[381] [Edits.], stare-wearer, which means no doubt stair-wearer, or wearer of the stairs by going up and down them so frequently at call. —Collier.
[382] [Edit. 1607, ha't for you.]
[383] "Red lattice at the doors and windows were formerly the external denotements of an alehouse; hence the present chequers." Mr Steevens observes (note to "Merry Wives of Windsor," act ii. sc. 2) that "perhaps the reader will express some surprise when he is told that shops with the sign of the chequers, were common among the Romans. See a view of the left-hand street of Pompeii (No. 9) presented by Sir William Hamilton (together with several others equally curious) to the Antiquary Society." [Compare "Popular Antiquities of Great Britain," ii. 277-8.] Marston, in the "First Part of Antonio and Mellida," act v., makes Balurdo say: "No, I am not Sir Jeffrey Balurdo: I am not as well known by my wit as an alehouse by a red lattice."
[384] i.e., Defiles. See note on "Macbeth," edit. 1778, iv. 524. —Steevens.
[385] [See note at p. 470.]
[386] The first edit, reads, and any man else and he.
[387] Three different departments of a prison, in which debtors were confined according to their ability or incapacity to pay for their accommodations: all three are pretty accurately described by Fennor in "The Compter's Commonwealth," 1617.

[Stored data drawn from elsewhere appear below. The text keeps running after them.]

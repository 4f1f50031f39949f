use serde::{Deserialize, Serialize};
use std::fmt;

#[derive(Debug, Clone, Copy, PartialEq, Eq, Hash, Serialize, Deserialize)]
pub enum RecommendationLabel {
    #[serde(rename = "STRONG BUY")]
    StrongBuy,
    #[serde(rename = "BUY")]
    Buy,
    #[serde(rename = "HOLD")]
    Hold,
    #[serde(rename = "WEAK HOLD")]
    WeakHold,
    #[serde(rename = "SELL/AVOID")]
    SellAvoid,
}

impl RecommendationLabel {
    /// Highest threshold wins.
    pub fn from_score(score: i32) -> Self {
        match score {
            s if s >= 6 => Self::StrongBuy,
            s if s >= 4 => Self::Buy,
            s if s >= 2 => Self::Hold,
            s if s >= 0 => Self::WeakHold,
            _ => Self::SellAvoid,
        }
    }

    pub fn as_str(self) -> &'static str {
        match self {
            Self::StrongBuy => "STRONG BUY",
            Self::Buy => "BUY",
            Self::Hold => "HOLD",
            Self::WeakHold => "WEAK HOLD",
            Self::SellAvoid => "SELL/AVOID",
        }
    }

    pub fn description(self) -> &'static str {
        match self {
            Self::StrongBuy => "Excellent risk-return profile with strong fundamentals.",
            Self::Buy => "Good investment opportunity with favorable metrics.",
            Self::Hold => "Moderate investment with mixed signals. Requires careful monitoring.",
            Self::WeakHold => "Weak fundamentals. Consider alternatives.",
            Self::SellAvoid => "Poor risk-return profile. Avoid this investment.",
        }
    }
}

impl fmt::Display for RecommendationLabel {
    fn fmt(&self, f: &mut fmt::Formatter<'_>) -> fmt::Result {
        f.write_str(self.as_str())
    }
}

#[derive(Debug, Clone, PartialEq, Serialize, Deserialize)]
pub struct Recommendation {
    pub recommendation: RecommendationLabel,
    pub description: String,
    pub score: i32,
    /// One entry per rule that fired, in rule evaluation order.
    pub reasons: Vec<String>,
}
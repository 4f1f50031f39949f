use serde::{Deserialize, Serialize};

/// Per-company metrics. Raw fields are passed through in their original units; the two ratios
/// are rounded to 4 decimal places.
#[derive(Debug, Clone, Copy, PartialEq, Serialize, Deserialize)]
pub struct DerivedMetrics {
    pub annual_return: f64,
    pub volatility: f64,
    pub sharpe_ratio: f64,
    pub coefficient_of_variation: f64,
    pub beta: f64,
    pub pe_ratio: f64,
    pub dividend_yield: f64,
    pub current_price: f64,
}
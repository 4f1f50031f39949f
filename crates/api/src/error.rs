use axum::http::StatusCode;
use axum::response::{IntoResponse, Response};
use axum::Json;
use riskreturn_core::service::QueryError;
use serde_json::json;

/// Rendered as `{status: "error", message}`.
#[derive(Debug, thiserror::Error)]
pub enum ApiError {
    #[error("{0}")]
    NotFound(String),

    #[error("{0}")]
    BadRequest(String),
}

impl ApiError {
    pub fn status_code(&self) -> StatusCode {
        match self {
            ApiError::NotFound(_) => StatusCode::NOT_FOUND,
            ApiError::BadRequest(_) => StatusCode::BAD_REQUEST,
        }
    }
}

impl From<QueryError> for ApiError {
    fn from(err: QueryError) -> Self {
        match err {
            QueryError::NotFound { .. } | QueryError::AllNotFound => {
                ApiError::NotFound(err.to_string())
            }
            QueryError::EmptyRequest => ApiError::BadRequest(err.to_string()),
        }
    }
}

impl IntoResponse for ApiError {
    fn into_response(self) -> Response {
        let status = self.status_code();
        let body = Json(json!({
            "status": "error",
            "message": self.to_string(),
        }));
        (status, body).into_response()
    }
}

#[cfg(test)]
mod tests {
    use super::*;

    #[test]
    fn query_errors_map_to_http_status() {
        let not_found = ApiError::from(QueryError::NotFound {
            name: "x".into(),
            available: vec!["A".into()],
        });
        assert_eq!(not_found.status_code(), StatusCode::NOT_FOUND);
        assert_eq!(
            not_found.to_string(),
            "Company \"x\" not found. Available companies: A"
        );

        let empty = ApiError::from(QueryError::EmptyRequest);
        assert_eq!(empty.status_code(), StatusCode::BAD_REQUEST);

        let none = ApiError::from(QueryError::AllNotFound);
        assert_eq!(none.status_code(), StatusCode::NOT_FOUND);
        assert_eq!(none.to_string(), "None of the provided companies were found");
    }
}
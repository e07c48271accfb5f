use std::time::{SystemTime, UNIX_EPOCH};

pub fn now() -> i64 {
  SystemTime::now()
    .duration_since(UNIX_EPOCH)
    .map(|d| d.as_secs() as i64)
    .unwrap_or_default()
}

/// Human readable length of a span of seconds, e.g. "2h 5m".
pub fn format_duration(seconds: i64) -> String {
  let seconds = seconds.max(0);
  let days = seconds / 86_400;
  let hours = (seconds % 86_400) / 3_600;
  let minutes = (seconds % 3_600) / 60;

  if days > 0 {
    format!("{}d {}h", days, hours)
  } else if hours > 0 {
    format!("{}h {}m", hours, minutes)
  } else if minutes > 0 {
    format!("{}m", minutes)
  } else {
    format!("{}s", seconds)
  }
}

/// Display form of an optional rank.
pub fn format_rank(rank: Option<i64>) -> String {
  rank.map_or_else(|| "unranked".to_string(), |r| format!("#{}", r))
}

[388] [Edits., importance.]
[389] Sack with sugar was formerly a favourite liquor. Although it is mentioned very often in contemporary writers, it is difficult to collect from any circumstances what the kind of wine then called sack was understood to be. In the Second Part of "Henry IV.," act iv. sc. 3, Falstaff speaks of sherris sack; and Dr Johnson supposes the fat knight's admired potation was what we now call sherry, which he says is drunk with sugar. This last assertion is contradicted by Mr Steevens, who with more truth asserts that sherry is at this time never drunk with sugar, whereas Rhenish frequently is. Dr Warburton seems to be of opinion that the sweet wine still denominated sack was that so often mentioned by Falstaff, and the great fondness of the English nation for sugar rather countenances that idea. Hentzner, p. 88, edit. 1757, speaking of the manners of the English, says, In potu copiosae immittunt saccarum—they put a great deal of sugar in their drink; and Moryson, in his "Itinerary," 1617, p. 155, mentioning the Scots, observes, "They drinke pure wines, not with sugar, as the English;" again, p. 152, "But gentlemen garrawse onely in wine, with which many mixe sugar, which I never observed in any other place or kingdome to be used for that purpose: and because the taste of the English is thus delighted with sweetnesse, the wines in tavernes (for I speak not of merchants or gentlemen's cellars) are commonly mixed at the filling thereof, to make them pleasant." Sack and sugar are mentioned in "Jack Drum's Entertainment," sig. G 3; "The Shoemaker's Holiday," sig. E; "Everie Woman in Her Humour," sig. D 4; and "The Wonderful Yeare," 1603. It appears, however, from the following passage in "The English Housewife," by Gervase Markham, 1631, p. 162, that there were various species of sack: "Your best sacke are of Seres in Spaine, your smaller of Galicia and Portugall: your strong sackes are of the islands of the Canaries and of Malligo, and your Muscadine and Malmseys are of many parts of Italy, Greece, and some speciall islands." [But see an elaborate note on sack (vin sec) in Dyce's "Shakespeare Glossary," in v.]